While I’m on the subject of weight loss, my wife Rachel, announced that she wants to run a marathon next year. Whoa, 26.2 miles. Sounds painful, but you know what, I am 100% behind her and I am willing to do it with her. The challenge intrigues me and I know if we set our minds to doing it there will be no stopping us. We typically run about 2 miles most nights anyway so what’s another 24? Uh… a lot. But it’s a journey that I want to take with my wife and I feel that it will help us strengthen our already very tight bond.

I weighed in at 226 pounds today so I have regained my momentum on the scale. And yes I do weigh everyday and every night. I know it’s not really healthy for me to do that, but I am sort of a scale junkie. If my scale broke you might find me at the nearest highway weigh station to satisfy my craving. For some reason it drives and motivates me. Maybe someday I can break that damn scale Office Space style and finally free myself. Until then, I keep plenty of 9-volt batteries on hand.


  1. I can run 26 miles... just not all at one time.

    I wouldn't max out on the Diet MD like you did the regular stuff. The sugar-substitute in there isn't great for the diet. Plus, the caffeine is hell on your cardio health.

  2. Ruuuuuunnnnnn! I love the marathon distance - I've done 4 and don't know if I'll do anymore but I was a whole lot older than you guys when I started. Get the right training program and you'll be good to go. I can give you recommendations if you want.

    Need some more inspiration? See my blog today :-)

  3. I forgot to say that I SWEAR I think there's something addicting in Mountain Dew. People who love it can't seem to ever drink enough of it.

  4. I remember when we started dating I would come into your front room with the glass coffee tables and see your pyramids of Mt. Dew cans. Gross! Never liked that stuff, nor understood how you guys could drink so much of it and I would grab the trash can and clean it up. Ha The first time you seen the shrine to the Dew removed, I thought you were going to cry.

    So we can totally do this marathon thing right? How hard can it be? I do think I will need you along with me for this journey.

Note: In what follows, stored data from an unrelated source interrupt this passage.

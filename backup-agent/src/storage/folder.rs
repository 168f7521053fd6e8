//! Find-or-create resolution of named folders.

use super::ObjectStore;
use crate::utils::Result;
use tracing::{debug, info};

/// Returns the ID of the folder called `name` under `parent`, creating it when
/// the store has none.
///
/// The lookup and the create are separate calls, so two resolvers running at
/// the same time can both create the folder. The agent runs one job at a time,
/// which keeps this from happening in practice. When several folders match,
/// the first one the store returns is used.
pub async fn resolve_or_create_folder(
    store: &dyn ObjectStore,
    name: &str,
    parent: Option<&str>,
) -> Result<String> {
    let existing = store.find_folders(name, parent).await?;
    if let Some(folder) = existing.into_iter().next() {
        debug!(folder = %name, id = %folder.id, "Found existing folder");
        return Ok(folder.id);
    }

    let created = store.create_folder(name, parent).await?;
    info!(folder = %name, id = %created.id, parent = parent.unwrap_or("<root>"), "Created folder");
    Ok(created.id)
}

#[cfg(test)]
mod tests {
    use super::*;
    use crate::storage::memory::MemoryStore;

    #[tokio::test]
    async fn test_resolve_is_idempotent() {
        let store = MemoryStore::new();

        let first = resolve_or_create_folder(&store, "example-site", Some("root")).await.unwrap();
        let second = resolve_or_create_folder(&store, "example-site", Some("root")).await.unwrap();

        assert_eq!(first, second);
        assert_eq!(store.folder_creates(), 1);
    }

    #[tokio::test]
    async fn test_same_name_under_different_parents() {
        let store = MemoryStore::new();

        let a = resolve_or_create_folder(&store, "site", Some("root-a")).await.unwrap();
        let b = resolve_or_create_folder(&store, "site", Some("root-b")).await.unwrap();

        assert_ne!(a, b);
        assert_eq!(store.folder_creates(), 2);
    }

    #[tokio::test]
    async fn test_first_match_wins() {
        let store = MemoryStore::new();
        let first = store.insert_folder("dup", Some("root"));
        store.insert_folder("dup", Some("root"));

        let resolved = resolve_or_create_folder(&store, "dup", Some("root")).await.unwrap();
        assert_eq!(resolved, first);
        assert_eq!(store.folder_creates(), 0);
    }

    #[tokio::test]
    async fn test_without_parent_matches_anywhere() {
        let store = MemoryStore::new();
        let existing = store.insert_folder("site", Some("elsewhere"));

        let resolved = resolve_or_create_folder(&store, "site", None).await.unwrap();
        assert_eq!(resolved, existing);
    }

    #[tokio::test]
    async fn test_query_failure_propagates() {
        let store = MemoryStore::new();
        store.fail_queries();

        let err = resolve_or_create_folder(&store, "site", Some("root")).await.unwrap_err();
        assert!(matches!(err, crate::utils::BackupError::RemoteApi { .. }));
        assert_eq!(store.folder_creates(), 0);
    }
}
impl DriveAuth {
    /// Pick the strategy the configuration provides.
    pub async fn from_config(config: &DriveConfig) -> Result<Self> {
        if let Some(token) = &config.access_token {
            return Ok(DriveAuth::AccessToken(token.clone()));
        }

        if let Some(path) = &config.service_account_key_file {
            return Ok(DriveAuth::ServiceAccount(ServiceAccountKey::load(path)?));
        }

        let secret_file = config.client_secret_file.as_ref().ok_or_else(|| {
            BackupError::Configuration(
                "no Google Drive credentials configured (set GOOGLE_DRIVE_ACCESS_TOKEN, \
                 GOOGLE_SERVICE_ACCOUNT_KEY_FILE or GOOGLE_CLIENT_SECRET_JSON_FILE)"
                    .into(),
            )
        })?;
        let client = OAuthClient::load(secret_file).await?;

        let stored = StoredToken::load(&config.token_file).map_err(|e| {
            BackupError::Configuration(format!(
                "{}; run `wp-backup-agent auth` to authorize Drive access",
                e
            ))
        })?;
        let refresh_token = stored.refresh_token.ok_or_else(|| {
            BackupError::Configuration(format!(
                "token file {} has no refresh token; run `wp-backup-agent auth`",
                config.token_file.display()
            ))
        })?;

        Ok(DriveAuth::OAuth {
            client,
            refresh_token: Secret::new(refresh_token),
        })
    }

    pub fn strategy(&self) -> &'static str {
        match self {
            DriveAuth::AccessToken(_) => "access-token",
            DriveAuth::ServiceAccount(_) => "service-account",
            DriveAuth::OAuth { .. } => "oauth",
        }
    }

    /// Obtain a fresh access token.
    pub async fn fetch_token(&self, http: &reqwest::Client) -> Result<CachedToken> {
        let now = Utc::now();
        match self {
            DriveAuth::AccessToken(token) => {
                Ok(CachedToken::new(token.expose().to_string(), None))
            }
            DriveAuth::ServiceAccount(key) => {
                let assertion = key.assertion(now)?;
                let response = request_token(
                    http,
                    &key.token_uri,
                    &[("grant_type", JWT_BEARER_GRANT), ("assertion", assertion.as_str())],
                )
                .await?;
                debug!(client_email = %key.client_email, "Obtained service account token");
                Ok(token_from_response(response, now))
            }
            DriveAuth::OAuth {
                client,
                refresh_token,
            } => {
                let response = client.refresh(http, refresh_token.expose()).await?;
                debug!(client_id = %client.client_id, "Refreshed OAuth access token");
                Ok(token_from_response(response, now))
            }
        }
    }
}
//! Logging configuration using tracing.

use tracing_subscriber::{layer::SubscriberExt, util::SubscriberInitExt, EnvFilter};

/// Initialize logging with the specified level.
///
/// `RUST_LOG` takes precedence over `level` when set.
pub fn init(level: &str) -> anyhow::Result<()> {
    let filter = EnvFilter::try_from_default_env()
        .or_else(|_| EnvFilter::try_new(level))
        .unwrap_or_else(|_| EnvFilter::new("info"));

    tracing_subscriber::registry()
        .with(filter)
        .with(tracing_subscriber::fmt::layer())
        .try_init()?;

    Ok(())
}
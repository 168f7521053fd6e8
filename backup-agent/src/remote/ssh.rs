//! ssh2-backed [`RemoteExec`] implementation.
//!
//! libssh2 is blocking, so every command runs on the blocking thread pool.

use super::{HostKeyPolicy, RemoteExec, SshTarget};
use crate::utils::{BackupError, Result, SshErrorKind};
use async_trait::async_trait;
use ssh2::{CheckResult, ErrorCode, KnownHostFileKind, Session};
use std::io::{self, Read};
use std::net::{TcpStream, ToSocketAddrs};
use std::path::PathBuf;
use std::time::Duration;
use tracing::{debug, info, warn};

/// libssh2 `LIBSSH2_ERROR_FILE`: the private key could not be decoded.
const LIBSSH2_ERROR_FILE: i32 = -16;

/// Pause between polls when neither output stream has data.
const OUTPUT_POLL_INTERVAL: Duration = Duration::from_millis(10);

/// Public-key SSH command runner.
#[derive(Debug, Clone)]
pub struct SshRunner {
    key_path: PathBuf,
    host_keys: HostKeyPolicy,
    connect_timeout: Duration,
}

impl SshRunner {
    pub fn new(key_path: PathBuf, host_keys: HostKeyPolicy, connect_timeout: Duration) -> Self {
        Self {
            key_path,
            host_keys,
            connect_timeout,
        }
    }

    fn run_blocking(&self, target: &SshTarget, command: &str) -> Result<Vec<u8>> {
        let private_key = std::fs::read_to_string(&self.key_path).map_err(|e| {
            BackupError::ssh(
                SshErrorKind::KeyUnreadable,
                format!("cannot read private key {}: {}", self.key_path.display(), e),
            )
        })?;
        if !private_key.contains("PRIVATE KEY") {
            return Err(BackupError::ssh(
                SshErrorKind::KeyUnparsable,
                format!("{} is not a PEM/OpenSSH private key", self.key_path.display()),
            ));
        }

        let tcp = connect(target, self.connect_timeout)?;
        let mut sess = Session::new()
            .map_err(|e| BackupError::ssh(SshErrorKind::Session, e))?;
        sess.set_tcp_stream(tcp);
        sess.handshake()
            .map_err(|e| BackupError::ssh(SshErrorKind::Handshake, e))?;

        self.check_host_key(&sess, target)?;

        sess.userauth_pubkey_memory(&target.user, None, &private_key, None)
            .map_err(|e| match e.code() {
                ErrorCode::Session(LIBSSH2_ERROR_FILE) => BackupError::ssh(
                    SshErrorKind::KeyUnparsable,
                    format!("cannot parse private key {}: {}", self.key_path.display(), e),
                ),
                _ => BackupError::ssh(
                    SshErrorKind::Authentication,
                    format!("public key rejected for {}: {}", target.user, e),
                ),
            })?;
        if !sess.authenticated() {
            return Err(BackupError::ssh(
                SshErrorKind::Authentication,
                format!("public key rejected for {}", target.user),
            ));
        }

        info!(host = %target.host, port = target.port, "Connected with SSH");

        let mut channel = sess
            .channel_session()
            .map_err(|e| BackupError::ssh(SshErrorKind::Session, e))?;
        channel
            .exec(command)
            .map_err(|e| BackupError::ssh(SshErrorKind::Session, e))?;

        sess.set_blocking(false);
        let drained = drain_interleaved(channel.stream(0), channel.stderr(), OUTPUT_POLL_INTERVAL);
        sess.set_blocking(true);
        let (stdout, stderr) = drained.map_err(|e| BackupError::ssh(SshErrorKind::Output, e))?;
        let stderr = String::from_utf8_lossy(&stderr);
        if !stderr.trim().is_empty() {
            debug!(stderr = %stderr.trim(), "Remote command wrote to stderr");
        }

        channel
            .wait_close()
            .map_err(|e| BackupError::ssh(SshErrorKind::Output, e))?;
        let status = channel
            .exit_status()
            .map_err(|e| BackupError::ssh(SshErrorKind::Output, e))?;

        if status != 0 {
            return Err(BackupError::ssh(
                SshErrorKind::NonZeroExit,
                format!("`{}` exited with status {}: {}", command, status, stderr.trim()),
            ));
        }

        debug!(bytes = stdout.len(), command, "Remote command finished");
        Ok(stdout)
    }

    fn check_host_key(&self, sess: &Session, target: &SshTarget) -> Result<()> {
        let known_hosts_path = match &self.host_keys {
            HostKeyPolicy::AcceptAny => {
                warn!(
                    host = %target.host,
                    "Host key verification disabled (SSH_ACCEPT_ANY_HOST_KEY); the server identity is not checked"
                );
                return Ok(());
            }
            HostKeyPolicy::Verify { known_hosts } => known_hosts,
        };

        let (key, _) = sess.host_key().ok_or_else(|| {
            BackupError::ssh(SshErrorKind::HostKey, "server presented no host key")
        })?;

        let mut known_hosts = sess
            .known_hosts()
            .map_err(|e| BackupError::ssh(SshErrorKind::HostKey, e))?;
        known_hosts
            .read_file(known_hosts_path, KnownHostFileKind::OpenSSH)
            .map_err(|e| {
                BackupError::ssh(
                    SshErrorKind::HostKey,
                    format!("cannot read {}: {}", known_hosts_path.display(), e),
                )
            })?;

        match known_hosts.check_port(&target.host, target.port, key) {
            CheckResult::Match => Ok(()),
            CheckResult::NotFound => Err(BackupError::ssh(
                SshErrorKind::HostKey,
                format!(
                    "{} is not listed in {}",
                    target.address(),
                    known_hosts_path.display()
                ),
            )),
            CheckResult::Mismatch => Err(BackupError::ssh(
                SshErrorKind::HostKey,
                format!("host key for {} does not match {}", target.address(), known_hosts_path.display()),
            )),
            CheckResult::Failure => Err(BackupError::ssh(
                SshErrorKind::HostKey,
                format!("failed to check host key for {}", target.address()),
            )),
        }
    }
}

fn connect(target: &SshTarget, timeout: Duration) -> Result<TcpStream> {
    let address = target.address();
    let addrs = (target.host.as_str(), target.port)
        .to_socket_addrs()
        .map_err(|e| BackupError::ssh(SshErrorKind::Connect, format!("cannot resolve {}: {}", address, e)))?;

    let mut last_error = None;
    for addr in addrs {
        match TcpStream::connect_timeout(&addr, timeout) {
            Ok(stream) => return Ok(stream),
            Err(e) => last_error = Some(e),
        }
    }

    Err(BackupError::ssh(
        SshErrorKind::Connect,
        match last_error {
            Some(e) => format!("unable to connect to {}: {}", address, e),
            None => format!("{} resolved to no addresses", address),
        },
    ))
}

#[async_trait]
impl RemoteExec for SshRunner {
    async fn run(&self, target: &SshTarget, command: &str) -> Result<Vec<u8>> {
        let runner = self.clone();
        let target = target.clone();
        let command = command.to_string();

        tokio::task::spawn_blocking(move || runner.run_blocking(&target, &command))
            .await
            .map_err(|e| BackupError::ssh(SshErrorKind::Session, format!("ssh task failed: {}", e)))?
    }
}

/// Reads both streams of a non-blocking channel until each reports EOF.
///
/// Alternating between them keeps a command that fills one stream from stalling
/// on a full channel window while the other is being read.
fn drain_interleaved<O, E>(mut stdout: O, mut stderr: E, idle: Duration) -> io::Result<(Vec<u8>, Vec<u8>)>
where
    O: Read,
    E: Read,
{
    let mut out = Vec::new();
    let mut err = Vec::new();
    let mut out_done = false;
    let mut err_done = false;
    let mut buf = [0u8; 32 * 1024];

    while !(out_done && err_done) {
        let mut progressed = false;
        if !out_done {
            match poll_read(&mut stdout, &mut buf)? {
                Some(0) => out_done = true,
                Some(n) => {
                    out.extend_from_slice(&buf[..n]);
                    progressed = true;
                }
                None => {}
            }
        }
        if !err_done {
            match poll_read(&mut stderr, &mut buf)? {
                Some(0) => err_done = true,
                Some(n) => {
                    err.extend_from_slice(&buf[..n]);
                    progressed = true;
                }
                None => {}
            }
        }
        if !progressed && !(out_done && err_done) {
            std::thread::sleep(idle);
        }
    }
    Ok((out, err))
}

/// `None` when the read would block.
fn poll_read<R: Read>(reader: &mut R, buf: &mut [u8]) -> io::Result<Option<usize>> {
    match reader.read(buf) {
        Ok(n) => Ok(Some(n)),
        Err(e) if matches!(e.kind(), io::ErrorKind::WouldBlock | io::ErrorKind::Interrupted) => Ok(None),
        Err(e) => Err(e),
    }
}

    I am going to hide that damn scale one of these days and not allow you to weigh until a whole week has went by. Oh man, you'd just sh*t yourself. Okay so I'm not that evil...then again.

  5. I hear ya JS. I try to limit my DMT to 2 or 3 a week, but man oh man is it a tasty treat.

    I really liked the blog Helen. Pete sounds like a ripper. Mountain Dew addictive? I wouldn't be surprised in crack was the secret ingredient.

    The shrine to the Dew was a beautiful, glorious centerpiece that pulled the room together. When it was gone I missed it and I did cry, just a bit.

    Marathon, schmarathon. We got this thing.

    You had better not touch my scale. I will put your toothbrush in toilet...

  6. That's it buddy, you touch the toothbrush, the scale will die a long slow death and maybe your Kashi cereal will be given to the birds. You don't wanna play with me baby.